A federal judge Wednesday dismissed a complaint by a Cuban-American employee of the CIA, and his attorney said the decision may put a chill on other whistleblower charges from within the intelligence community.
The employee, a Miami native who goes by the pseudonym James S. Pars, alleged that his career at the CIA had derailed after complaining of conditions at a remote foreign posting that he said were akin to a “college dorm,” and that the agency failed to conclude an inquiry into his charges after nearly three years.
Pars’ attorney, Susan L. Kruger, said Wednesday’s ruling by a federal judge in Washington would have a ripple effect across multiple intelligence agencies.
“What might happen here is that potential whistleblowers won’t want to speak up because their agencies will ignore any kind of whistleblower complaint that will come their way,” Kruger said.
Federal Judge Trevor N. McFadden ruled that Pars’ lawsuit failed to establish that the CIA had a legal obligation to conduct an inquiry and that Pars could ask courts to compel action.
A CIA spokesman, Dean Boyd, said the judge’s memorandum opinion “clearly spells out the reasons for the court’s decision in this matter. We have no further comment for you.”
Pars began a one-year assignment in December 2014 as a deputy chief of base in an unidentified war zone wracked by rocket attacks. His stint was cut short after barely three months.
His CIA superior at the base, Pars said, “would get depressed and get into cooking spells for hours. Baking was her specialty.” She picked favorites among employees, allowing them to do little while others toiled hard, he said. The senior communications officer, he added, “would constantly not do his job. Would watch TV all day in his office … Would come in late every day.”
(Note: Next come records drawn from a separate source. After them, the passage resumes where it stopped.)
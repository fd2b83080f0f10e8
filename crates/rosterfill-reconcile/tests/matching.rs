use chrono::NaiveTime;
use pretty_assertions::assert_eq;
use proptest::prelude::*;
use rosterfill_model::{CellRef, CellValue, StyleTable, Worksheet};
use rosterfill_reconcile::{
    detect_columns, extract_records, pending_end_times, reconcile, EndTimeFill, FieldKey,
    ReconcileOptions, Strategy,
};
use std::collections::BTreeMap;

fn sheet(name: &str, rows: &[Vec<String>]) -> Worksheet {
    let mut sheet = Worksheet::new(name);
    for (r, cells) in rows.iter().enumerate() {
        for (c, text) in cells.iter().enumerate() {
            if !text.is_empty() {
                sheet.set_value(CellRef::new(r as u32, c as u32), CellValue::from(text.as_str()));
            }
        }
    }
    sheet
}

fn rows(rows: &[&[&str]]) -> Vec<Vec<String>> {
    rows.iter()
        .map(|r| r.iter().map(|s| s.to_string()).collect())
        .collect()
}

fn roster() -> Worksheet {
    sheet(
        "Timesheet Entries",
        &rows(&[
            &["Employee ID", "Employee Name", "Date", "Start", "End"],
            &["111", "Ana López", "", "", ""],
            &["222", "Jose Garcia", "", "", ""],
            &["333", "Marta Ruiz", "", "", ""],
        ]),
    )
}

fn styles() -> StyleTable {
    StyleTable::new(vec![0], BTreeMap::new())
}

fn written_with(priority: &[FieldKey], export: &Worksheet) -> usize {
    let columns = detect_columns(export, 0);
    let records = extract_records(export, &columns, 0, priority).unwrap();
    let mut roster = roster();
    reconcile(&mut roster, &mut styles(), &records, &ReconcileOptions::default())
        .unwrap()
        .written
}

#[test]
fn written_count_does_not_depend_on_the_match_key() {
    let export = sheet(
        "Export",
        &rows(&[
            &["Employee ID", "Employee Name", "Date", "Start", "End"],
            &["111", "ANA LOPEZ", "05/03/2024", "08:00", "16:00"],
            &["222", "jose  garcía", "05/03/2024", "09:00", "17:00"],
        ]),
    );
    let by_id = written_with(&[FieldKey::Identifier], &export);
    let by_name = written_with(&[FieldKey::Name], &export);
    assert_eq!(by_id, 2);
    assert_eq!(by_id, by_name);
}

#[test]
fn abbreviated_first_name_still_matches() {
    let export = sheet(
        "Export",
        &rows(&[
            &["Employee Name", "Date", "Start", "End"],
            &["J. Garcia", "05/03/2024", "09:00", "17:00"],
            &["Nobody", "05/03/2024", "09:00", "17:00"],
            &["nobody ", "06/03/2024", "09:00", "17:00"],
        ]),
    );
    let columns = detect_columns(&export, 0);
    let records = extract_records(&export, &columns, 0, &[FieldKey::Name]).unwrap();
    let mut roster = roster();
    let outcome =
        reconcile(&mut roster, &mut styles(), &records, &ReconcileOptions::default()).unwrap();

    assert_eq!(outcome.written, 1);
    assert_eq!(outcome.unmatched, vec!["Nobody".to_string(), "nobody".to_string()]);
    assert!(!roster.value(CellRef::new(2, 3)).is_empty());
}

#[test]
fn filled_end_time_replaces_midnight() {
    let export = sheet(
        "Export",
        &rows(&[
            &["Employee ID", "Date", "Start", "End"],
            &["111", "05/03/2024", "08:00", "00:00"],
        ]),
    );
    let columns = detect_columns(&export, 0);
    let mut records = extract_records(&export, &columns, 0, &[FieldKey::Identifier]).unwrap();
    assert_eq!(pending_end_times(&records).len(), 1);

    let mut roster = roster();
    let mut styles = styles();
    assert!(reconcile(&mut roster, &mut styles, &records, &ReconcileOptions::default()).is_err());

    let end = NaiveTime::from_hms_opt(14, 30, 0).unwrap();
    EndTimeFill::Bulk(end).apply(&mut records);
    let outcome = reconcile(
        &mut roster,
        &mut styles,
        &records,
        &ReconcileOptions {
            strategy: Strategy::InPlace,
            ..ReconcileOptions::default()
        },
    )
    .unwrap();
    assert_eq!(outcome.written, 1);

    let CellValue::DateTime(written) = roster.value(CellRef::new(1, 4)) else {
        panic!("expected a date-time end cell");
    };
    assert_eq!(written.time(), end);
}

proptest! {
    #[test]
    fn rebuild_writes_exactly_one_row_per_matched_record(counts in prop::collection::vec(0usize..4, 3)) {
        let names = ["111", "222", "333"];
        let mut export_rows = vec![vec!["Employee ID".to_string(), "Start".to_string(), "End".to_string()]];
        for (name, count) in names.iter().zip(&counts) {
            for i in 0..*count {
                export_rows.push(vec![name.to_string(), format!("0{}:00", i + 6), "18:00".to_string()]);
            }
        }
        let export = sheet("Export", &export_rows);
        let columns = detect_columns(&export, 0);
        let records = extract_records(&export, &columns, 0, &[FieldKey::Identifier]).unwrap();

        let mut roster = roster();
        let outcome = reconcile(
            &mut roster,
            &mut styles(),
            &records,
            &ReconcileOptions { strategy: Strategy::Rebuild, ..ReconcileOptions::default() },
        )
        .unwrap();

        let total: usize = counts.iter().sum();
        prop_assert_eq!(outcome.written, total);
        prop_assert_eq!(outcome.removed, counts.iter().filter(|c| **c == 0).count());
        prop_assert_eq!(roster.last_populated_row().unwrap_or(0) as usize, total);
    }
}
The superior would take employees on “trips for food, shopping or trips to the gym” even if it exposed them to potential rocket attacks, Pars said in his lawsuit.
The dispute partially rests on action taken by former President Barack Obama in 2012 when he signed a directive ensuring that intelligence agency employees could report waste, fraud or abuse and be protected from workplace retaliation as long as they acted through government channels.
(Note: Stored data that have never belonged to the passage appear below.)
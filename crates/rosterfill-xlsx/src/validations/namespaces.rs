use std::collections::{BTreeMap, BTreeSet};

use quick_xml::events::{BytesEnd, BytesStart, Event};
use quick_xml::{Reader, Writer};
use serde::Serialize;

use crate::openxml::{element_prefix, local_name, prefixed_tag, SPREADSHEETML_NS};
use crate::XlsxError;

/// Namespace declarations in scope at a worksheet root.
///
/// Built per worksheet and passed explicitly into the patcher; there is no global prefix
/// registry.
#[derive(Debug, Clone, Default, PartialEq, Eq, Serialize)]
pub struct NamespaceTable {
    /// `xmlns="..."`
    pub default: Option<String>,
    /// `xmlns:prefix="..."`, keyed by prefix.
    pub prefixed: BTreeMap<String, String>,
}

impl NamespaceTable {
    /// Read the `xmlns` declarations made on one element.
    pub fn from_element(e: &BytesStart<'_>) -> Result<Self, XlsxError> {
        let mut table = Self::default();
        for attr in e.attributes() {
            let attr = attr?;
            let key = attr.key.as_ref();
            if key == b"xmlns" {
                table.default = Some(attr.unescape_value()?.into_owned());
            } else if let Some(prefix) = key.strip_prefix(b"xmlns:") {
                table.prefixed.insert(
                    String::from_utf8_lossy(prefix).into_owned(),
                    attr.unescape_value()?.into_owned(),
                );
            }
        }
        Ok(table)
    }

    pub fn from_roxml(root: roxmltree::Node<'_, '_>) -> Self {
        let mut table = Self::default();
        for ns in root.namespaces() {
            match ns.name() {
                None => table.default = Some(ns.uri().to_string()),
                Some("xml") => {}
                Some(prefix) => {
                    table
                        .prefixed
                        .insert(prefix.to_string(), ns.uri().to_string());
                }
            }
        }
        table
    }

    pub fn uri(&self, prefix: Option<&str>) -> Option<&str> {
        match prefix {
            None => self.default.as_deref(),
            Some(prefix) => self.prefixed.get(prefix).map(String::as_str),
        }
    }

    /// Prefix bound to SpreadsheetML: `Some(None)` when it is the default namespace.
    pub fn spreadsheetml_prefix(&self) -> Option<Option<&str>> {
        if self.default.as_deref() == Some(SPREADSHEETML_NS) {
            return Some(None);
        }
        self.prefixed
            .iter()
            .find(|(_, uri)| uri.as_str() == SPREADSHEETML_NS)
            .map(|(prefix, _)| Some(prefix.as_str()))
    }
}

/// Element and attribute prefixes used in an XML fragment, excluding `xml`/`xmlns`.
pub(crate) fn used_prefixes(fragment: &str) -> Result<BTreeSet<String>, XlsxError> {
    let mut reader = Reader::from_str(fragment);
    let mut buf = Vec::new();
    let mut out = BTreeSet::new();
    loop {
        match reader.read_event_into(&mut buf)? {
            Event::Start(e) | Event::Empty(e) => {
                if let Some(prefix) = element_prefix(e.name().as_ref()) {
                    out.insert(String::from_utf8_lossy(prefix).into_owned());
                }
                for attr in e.attributes() {
                    let attr = attr?;
                    if let Some(prefix) = element_prefix(attr.key.as_ref()) {
                        if !matches!(prefix, b"xml" | b"xmlns") {
                            out.insert(String::from_utf8_lossy(prefix).into_owned());
                        }
                    }
                }
            }
            Event::Eof => break,
            _ => {}
        }
        buf.clear();
    }
    Ok(out)
}

/// Rename SpreadsheetML elements of `fragment` (resolved against `original`) to `target_prefix`.
///
/// Declarations made inside the fragment are honoured while resolving names.
pub(crate) fn requalify(
    fragment: &str,
    original: &NamespaceTable,
    target_prefix: Option<&str>,
) -> Result<String, XlsxError> {
    let mut reader = Reader::from_str(fragment);
    let mut writer = Writer::new(Vec::with_capacity(fragment.len()));
    let mut buf = Vec::new();
    // One entry per open element: its local declarations and the name written for it.
    let mut scopes: Vec<(NamespaceTable, String)> = Vec::new();

    loop {
        let event = reader.read_event_into(&mut buf)?;
        match &event {
            Event::Start(e) | Event::Empty(e) => {
                let local_decls = NamespaceTable::from_element(e)?;
                let name = e.name();
                let prefix = element_prefix(name.as_ref())
                    .map(|p| String::from_utf8_lossy(p).into_owned());
                let uri = local_decls
                    .uri(prefix.as_deref())
                    .or_else(|| {
                        scopes
                            .iter()
                            .rev()
                            .find_map(|(decls, _)| decls.uri(prefix.as_deref()))
                    })
                    .or_else(|| original.uri(prefix.as_deref()));

                let written = if uri == Some(SPREADSHEETML_NS) {
                    let local = String::from_utf8_lossy(local_name(name.as_ref())).into_owned();
                    prefixed_tag(target_prefix, &local)
                } else {
                    String::from_utf8_lossy(name.as_ref()).into_owned()
                };

                let mut start = BytesStart::new(written.as_str());
                for attr in e.attributes() {
                    start.push_attribute(attr?);
                }
                if matches!(event, Event::Start(_)) {
                    writer.write_event(Event::Start(start))?;
                    scopes.push((local_decls, written));
                } else {
                    writer.write_event(Event::Empty(start))?;
                }
            }
            Event::End(_) => {
                let (_, written) = scopes
                    .pop()
                    .ok_or_else(|| XlsxError::Invalid("unbalanced fragment".to_string()))?;
                writer.write_event(Event::End(BytesEnd::new(written.as_str())))?;
            }
            Event::Eof => break,
            _ => writer.write_event(event.to_owned())?,
        }
        buf.clear();
    }

    Ok(String::from_utf8(writer.into_inner())?)
}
Pars said he put in for numerous other jobs at the CIA after his one-year tour was cut short in February 2015 but was repeatedly turned down, landing his 16-year career on ice.
In an email to McClatchy, Pars described himself as a South Florida native.
I lived in Miami from 1967 through 2000.
James L. Pars, alias of CIA employee
“I lived in Miami from 1967 through 2000. Born and raised in a Cuban-American household of immigrants who fled Cuba,” Pars said.
In a separate statement, Pars said that he’d done a brief stint in the U.S. Army Reserves before joining the CIA, and that he is a licensed Christian minister.
Pars’ lawsuit, filed in late December 2016, aimed to compel the CIA’s Inspector General’s Office to complete its inquiry of his retaliation complaint. Until such an inquiry is complete, Pars is unable to appeal to the higher-echelon inspector general of the Office of the Director of National Intelligence.
By failing to conclude the inquiry in a timely manner, or even at all, Kruger said, the CIA thwarted Pars’ ability to pursue his whistleblower complaint at a higher level. Such action, she said, would have “a chilling effect on potential whistleblowers in the intelligence community.”
Pars, who is on forced administrative leave, has continued to pepper legislators on Capitol Hill and Director of National Intelligence Dan Coats with email pleas regarding his case.
In one report last week to the CIA’s Personnel Evaluation Board, and copied to U.S. Sens. Richard Burr, R-NC, and Mark Warner, D-Va., the chairman and ranking member of the Senate intelligence committee, Pars outlined reprisals he said he had suffered.
Internal watchdog offices at several agencies in the intelligence community have faced turmoil or charges that the protections they offer whistleblowers are inadequate.
Press reports cite an exodus of employees at the Defense Intelligence Agency’s inspector general’s office, and the whistleblower ombudsman for the Director of National Intelligence was placed on administrative leave last November amid reports that his office had been sealed with crime-scene tape.
The Trump administration’s choice for CIA inspector general, Christopher R. Sharpley, faced sharp questioning from legislators last November over charges that he and other agency employees had retaliated against CIA employees who had gone to congressional committees over alleged misconduct.